Uses and limits of empirical data in measuring and modeling human lead exposure
Environmental Health Perspectives
This paper examines the uses and limits of empirical data in evaluating measurement and modeling approaches to human lead exposure. Empirical data from experiment or observation or both have been used in studies of lead exposure. For example, experimental studies have elucidated and quantified physiologic or biokinetic parameters of lead exposure under controlled conditions. Observation, i.e., epidemiology, has been widely applied to study population exposures to lead. There is growing interest
... in the use of lead exposure prediction models and their evaluation before use in risk assessment.

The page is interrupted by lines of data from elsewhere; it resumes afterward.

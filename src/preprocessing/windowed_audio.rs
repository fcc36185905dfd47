use ndarray::{s, Array1, ArrayView1};

/// Frames of a centred STFT: the signal is reflect-padded by half a window
/// on both sides and frame `t` starts at `t * hop_size` of the padded signal.
pub struct WindowedAudio {
    audio: Array1<f32>,
    window_size: usize,
    hop_size: usize,
    index: usize,
    n_frames: usize,
}

impl WindowedAudio {
    pub fn n_frames(&self) -> usize {
        self.n_frames
    }
}

impl Iterator for WindowedAudio {
    type Item = Array1<f32>;

    fn next(&mut self) -> Option<Self::Item> {
        if self.index >= self.n_frames {
            return None;
        }
        let start = self.index * self.hop_size;
        let end_index = (start + self.window_size).min(self.audio.len());
        let mut window = Array1::<f32>::zeros(self.window_size);
        window
            .slice_mut(s![..end_index - start])
            .assign(&self.audio.slice(s![start..end_index]));
        self.index += 1;
        Some(window)
    }
}

/// Number of centred frames for `n_samples` samples: `1 + n_samples / hop_size`.
pub fn frame_count(n_samples: usize, hop_size: usize) -> usize {
    1 + n_samples / hop_size
}

pub fn window_audio_file(audio: ArrayView1<'_, f32>, window_size: usize, hop_size: usize) -> WindowedAudio {
    let n_frames = frame_count(audio.len(), hop_size);
    WindowedAudio {
        audio: reflect_pad(audio, window_size / 2),
        window_size,
        hop_size,
        index: 0,
        n_frames,
    }
}

/// Mirror `pad` samples onto each end without repeating the edge sample.
/// Falls back to zeros where the signal is too short to mirror.
pub fn reflect_pad(audio: ArrayView1<'_, f32>, pad: usize) -> Array1<f32> {
    let n = audio.len();
    let mut padded = Array1::<f32>::zeros(n + 2 * pad);
    padded.slice_mut(s![pad..pad + n]).assign(&audio);
    for i in 1..=pad {
        if i < n {
            padded[pad - i] = audio[i];
            padded[pad + n - 1 + i] = audio[n - 1 - i];
        }
    }
    padded
}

Empirical studies of lead exposure must be fully understood, especially their limits, before they are applied as "standards" or reference information for evaluation of exposure models, especially the U.S. Environmental Protection Agency's lead biokinetic model that is a focus of this article. Empirical and modeled datasets for lead exposure may not agree due to a) problems with the observational data or b) problems with the model; caution should be exercised before either a model or observational data are rejected. There are at least three sources of discordance in cases where there is lack of agreement: a) empirical data are accurate but the model is flawed; b) the model is valid but reference empirical data are inaccurate; or c) neither empirical data nor model is accurate, and each is inaccurate in different ways. This paper evaluates some of the critical empirical inputs to biokinetic models, especially lead bioavailability.